Advanced modeling tools and methods are essential components for the analyses of congested conditions and advanced Intelligent Transportation Systems (ITS) strategies such as Managed Lanes (ML). A number of tools with different analysis resolution levels have been used to assess these strategies. These tools can be classified as sketch planning, macroscopic simulation, mesoscopic simulation, microscopic simulation, static traffic assignment, and dynamic traffic assignment tools. Due to the complexity of the managed lane modeling process, this dissertation investigated a Multi-Resolution Modeling (MRM) approach that combines a number of these tools for more efficient and accurate assessment of ML deployments.

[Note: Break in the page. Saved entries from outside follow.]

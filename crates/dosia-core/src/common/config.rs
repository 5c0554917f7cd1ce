//! Ingestion policy switches.
//!
//! Every function that makes a policy decision receives an [`IngestSettings`]
//! explicitly; nothing here is global.

use crate::domain::{DosiaError, ErrorCode};
use serde::{Deserialize, Serialize};
use std::fs;
use std::path::{Path, PathBuf};

#[derive(Debug, Clone, PartialEq, Deserialize, Serialize)]
#[serde(default)]
pub struct IngestSettings {
    /// Margin added around the jaw opening to get the dose-scoring field box.
    pub field_margin: f64,
    pub dose_per_fraction: bool,
    pub continuous_materials: bool,
    /// Reweight arc control points instead of converting them to dynamic segments.
    pub pinnacle_vmat_interpolation: bool,
    pub score_dose_to_water: bool,
    pub score_and_transport_in_water: bool,
    pub hounsfield_conversion_dir: PathBuf,
    pub debug_output: bool,
}

impl Default for IngestSettings {
    fn default() -> Self {
        Self {
            field_margin: 5.0,
            dose_per_fraction: true,
            continuous_materials: true,
            pinnacle_vmat_interpolation: false,
            score_dose_to_water: false,
            score_and_transport_in_water: false,
            hounsfield_conversion_dir: PathBuf::from("."),
            debug_output: false,
        }
    }
}

impl IngestSettings {
    /// Fraction multiplier applied to doses and weights.
    pub fn fraction_factor(&self, fraction_count: u32) -> f64 {
        if self.dose_per_fraction {
            1.0
        } else {
            f64::from(fraction_count)
        }
    }

    pub fn uses_reference_medium(&self) -> bool {
        self.score_dose_to_water || self.score_and_transport_in_water
    }

    pub fn hu_to_density_path(&self) -> PathBuf {
        self.hounsfield_conversion_dir
            .join(super::constants::HU_TO_DENSITY_FILE)
    }

    pub fn density_to_material_path(&self) -> PathBuf {
        self.hounsfield_conversion_dir
            .join(super::constants::DENSITY_TO_MATERIAL_FILE)
    }
}

#[derive(Debug, thiserror::Error)]
pub enum SettingsError {
    #[error("failed to read settings '{}': {source}", path.display())]
    Read {
        path: PathBuf,
        source: std::io::Error,
    },
    #[error("failed to parse settings '{}': {source}", path.display())]
    Parse {
        path: PathBuf,
        source: serde_json::Error,
    },
}

impl From<SettingsError> for DosiaError {
    fn from(error: SettingsError) -> Self {
        match &error {
            SettingsError::Read { .. } => DosiaError::io_system(
                ErrorCode::InvalidSettings,
                "IO.SETTINGS_READ",
                error.to_string(),
            ),
            SettingsError::Parse { .. } => DosiaError::input_validation(
                ErrorCode::InvalidSettings,
                "INPUT.SETTINGS_PARSE",
                error.to_string(),
            ),
        }
    }
}

pub fn load_settings(path: impl AsRef<Path>) -> Result<IngestSettings, SettingsError> {
    let path = path.as_ref();
    let source = fs::read_to_string(path).map_err(|source| SettingsError::Read {
        path: path.to_path_buf(),
        source,
    })?;
    let settings: IngestSettings =
        serde_json::from_str(&source).map_err(|source| SettingsError::Parse {
            path: path.to_path_buf(),
            source,
        })?;
    tracing::debug!(
        field_margin = settings.field_margin,
        dose_per_fraction = settings.dose_per_fraction,
        pinnacle_vmat_interpolation = settings.pinnacle_vmat_interpolation,
        "settings loaded from {}",
        path.display()
    );
    Ok(settings)
}

#[cfg(test)]
mod tests {
    use super::{IngestSettings, SettingsError, load_settings};
    use crate::domain::{DosiaError, ErrorCode};
    use std::fs;
    use tempfile::TempDir;

    #[test]
    fn missing_fields_fall_back_to_defaults() {
        let temp = TempDir::new().expect("tempdir should be created");
        let path = temp.path().join("settings.json");
        fs::write(
            &path,
            r#"{ "field_margin": 0.5, "pinnacle_vmat_interpolation": true }"#,
        )
        .expect("settings should be written");

        let settings = load_settings(&path).expect("settings should load");
        assert_eq!(settings.field_margin, 0.5);
        assert!(settings.pinnacle_vmat_interpolation);
        assert!(settings.dose_per_fraction);
        assert!(settings.continuous_materials);
        assert_eq!(
            settings.hounsfield_conversion_dir,
            IngestSettings::default().hounsfield_conversion_dir
        );
    }

    #[test]
    fn fraction_factor_follows_dose_per_fraction() {
        let mut settings = IngestSettings::default();
        assert_eq!(settings.fraction_factor(30), 1.0);
        settings.dose_per_fraction = false;
        assert_eq!(settings.fraction_factor(30), 30.0);
    }

    #[test]
    fn unreadable_and_malformed_settings_map_to_numbered_errors() {
        let temp = TempDir::new().expect("tempdir should be created");
        let missing = load_settings(temp.path().join("absent.json"))
            .expect_err("missing settings should fail");
        assert!(matches!(missing, SettingsError::Read { .. }));

        let path = temp.path().join("broken.json");
        fs::write(&path, "{ field_margin: ").expect("settings should be written");
        let broken = load_settings(&path).expect_err("malformed settings should fail");
        let error = DosiaError::from(broken);
        assert_eq!(error.code(), ErrorCode::InvalidSettings);
        assert_eq!(error.placeholder(), "INPUT.SETTINGS_PARSE");
    }
}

This study clearly demonstrated the differences in the accuracy of the results produced by the traffic flow models incorporated into different tools when compared with real-world measurements. This difference in the accuracy highlighted the importance of the selection of the appropriate analysis levels and tools that can better estimate ML and General Purpose Lanes (GPL) performance. The results also showed the importance of calibrating traffic flow model parameters, demand matrices, and assignment parameters based on real-world measurements to ensure accurate forecasts of real-world traffic conditions. In addition, the results indicated that the real-world utilization of ML by travelers can be best predicated with the use of dynamic traffic assignment modeling that incorporates travel time, toll, and travel time reliability of alternative paths in the assignment objective function. The replication of the specific dynamic pricing algorithm used in the real-world in the modeling process was also found to provide the better forecast of ML utilization.
With regards to Connected Vehicle (CV) operations on ML, this study demonstrated the benefits of using results from tools with different modeling resolution to support each other’s analyses. In general, the results showed that providing toll incentives for Cooperative Adaptive Cruise Control (CACC)-equipped vehicles to use ML is not beneficial at lower market penetrations of CACC due to the small increase in capacity with these market penetrations. However, such incentives were found to be beneficial at higher market penetrations, particularly with higher demand levels.